Category: oprah time | 書評 | 서평 : 文芸批評

Welcome! I guess the first question that you have is why oprah time? Well in my last year of college I used to sit in the house that I shared with my landlord and write my essays whilst watching cable TV.

There I would be sipping tea, writing away and referencing from text books spread around me on the couch and coffee table. One of the programmes on the in the background was Oprah Winfrey. A lot of the show was just background noise. But I was fascinated by Oprah’s book club.

She’d give her take on a book, maybe interview the author. And then it would be blasted up the New York Times bestsellers list. This list appears weekly in the New York Times Book Review. Oprah’s book club was later emulated by other talk show hosts, notably the UK’s Richard Madeley and Judy Finegan.

On the high end you had Melvyn Bragg‘s South Bank Show when they profiled an author of the moment.

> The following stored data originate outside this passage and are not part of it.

// Pure pointer and key mapping, free of DOM types so host tests can include it.

use trail_core::ScreenPoint;

/// Canvas bounding rect in CSS pixels.
#[derive(Clone, Copy, Debug, PartialEq)]
pub struct CssRect {
    pub left: f32,
    pub top: f32,
    pub width: f32,
    pub height: f32,
}

/// Map a client-space CSS position onto the canvas backing store.
/// Returns `None` while the canvas has no layout size.
#[inline]
pub fn css_to_backing_px(
    client_x: f32,
    client_y: f32,
    rect: CssRect,
    backing_width: u32,
    backing_height: u32,
) -> Option<ScreenPoint> {
    if !(rect.width > 0.0 && rect.height > 0.0) {
        return None;
    }
    let x_css = client_x - rect.left;
    let y_css = client_y - rect.top;
    let sx = (x_css / rect.width) * backing_width as f32;
    let sy = (y_css / rect.height) * backing_height as f32;
    let p = ScreenPoint::new(sx, sy);
    p.is_finite().then_some(p)
}

/// Backing-store size for a canvas laid out at `css_w` x `css_h`.
#[inline]
pub fn backing_size(css_w: f64, css_h: f64, dpr: f64, max_dpr: f64, max_edge: u32) -> (u32, u32) {
    let dpr = if dpr.is_finite() && dpr > 0.0 {
        dpr.min(max_dpr)
    } else {
        1.0
    };
    let edge = |css: f64| {
        let px = (css.max(0.0) * dpr) as u32;
        px.clamp(1, max_edge)
    };
    (edge(css_w), edge(css_h))
}

#[derive(Clone, Copy, Debug, PartialEq, Eq)]
pub enum KeyAction {
    CyclePalette,
    TogglePause,
    ToggleFullscreen,
    ExitFullscreen,
}

#[inline]
pub fn key_action(key: &str) -> Option<KeyAction> {
    match key {
        "c" | "C" => Some(KeyAction::CyclePalette),
        " " => Some(KeyAction::TogglePause),
        "Enter" => Some(KeyAction::ToggleFullscreen),
        "Escape" => Some(KeyAction::ExitFullscreen),
        _ => None,
    }
}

When I came to writing my own review of books that I’d read, I was was brought back to that time working on a sofa. Apple laptop in hand. It made sense to go with Oprah time.

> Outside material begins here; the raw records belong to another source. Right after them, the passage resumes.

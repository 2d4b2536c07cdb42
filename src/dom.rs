use crate::constants::{MAX_BACKING_EDGE, MAX_DEVICE_PIXEL_RATIO};
use crate::input;
use wasm_bindgen::closure::Closure;
use wasm_bindgen::{JsCast, JsValue};
use web_sys as web;

#[inline]
pub fn window_document() -> Option<web::Document> {
    web::window().and_then(|w| w.document())
}

/// Match the canvas backing store to its CSS size times devicePixelRatio.
/// Returns the new size when it changed.
pub fn sync_canvas_backing_size(canvas: &web::HtmlCanvasElement) -> Option<(u32, u32)> {
    let w = web::window()?;
    let rect = canvas.get_bounding_client_rect();
    let (w_px, h_px) = input::backing_size(
        rect.width(),
        rect.height(),
        w.device_pixel_ratio(),
        MAX_DEVICE_PIXEL_RATIO,
        MAX_BACKING_EDGE,
    );
    if canvas.width() == w_px && canvas.height() == h_px {
        return None;
    }
    canvas.set_width(w_px);
    canvas.set_height(h_px);
    Some((w_px, h_px))
}

struct Listener {
    target: web::EventTarget,
    kind: &'static str,
    closure: Closure<dyn FnMut(web::Event)>,
}

/// Owns every DOM listener the app registers so teardown can detach them.
#[derive(Default)]
pub struct ListenerRegistry {
    listeners: Vec<Listener>,
}

impl ListenerRegistry {
    pub fn add<E>(
        &mut self,
        target: &web::EventTarget,
        kind: &'static str,
        mut handler: impl FnMut(E) + 'static,
    ) -> Result<(), JsValue>
    where
        E: JsCast + 'static,
    {
        let closure = Closure::wrap(Box::new(move |ev: web::Event| {
            if let Ok(ev) = ev.dyn_into::<E>() {
                handler(ev);
            }
        }) as Box<dyn FnMut(web::Event)>);
        target.add_event_listener_with_callback(kind, closure.as_ref().unchecked_ref())?;
        self.listeners.push(Listener {
            target: target.clone(),
            kind,
            closure,
        });
        Ok(())
    }

    pub fn len(&self) -> usize {
        self.listeners.len()
    }

    pub fn is_empty(&self) -> bool {
        self.listeners.is_empty()
    }

    pub fn remove_all(&mut self) {
        for l in self.listeners.drain(..) {
            _ = l
                .target
                .remove_event_listener_with_callback(l.kind, l.closure.as_ref().unchecked_ref());
        }
    }
}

You might also notice a link called bookshelf. This is a list of non-fiction books that I have kept. And the reasons why I have kept them.

If you’ve gone through my reviews and think that you’d like to send me a book to review. Feel free to contact me. Click this link, prove that you’re human and you will have my email address.

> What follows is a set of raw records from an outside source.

pub mod keyboard;
pub mod pointer;

use std::cell::RefCell;
use std::rc::Rc;
use trail_core::InputEvent;

pub use keyboard::wire_keyboard;
pub use pointer::wire_pointer;

/// Intents queued by DOM handlers, drained once per animation frame.
pub type EventQueue = Rc<RefCell<Vec<InputEvent>>>;

#[inline]
pub(crate) fn enqueue(queue: &EventQueue, ev: InputEvent) {
    queue.borrow_mut().push(ev);
}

  • The Layer Cake by JJ Connolly

    The Layer Cake is a hard bitten crime novel of 90’s underworld London that the movie was based on. However the book is worth reading because the plot is similar but different to the film.

    I won’t go into too much depth because that would spoil it for you, but suffice to say its a great read. The book doesn’t have the slick quality of the film, primarily because it has more depth.

    From the thought that has gone into it, one may wonder as to how J.J. Connolly got his knowledge. Having worked and lived in clubland during the late 1980s and early 1990s the type of characters Connolly describes brought me right back to my early and mid twenties.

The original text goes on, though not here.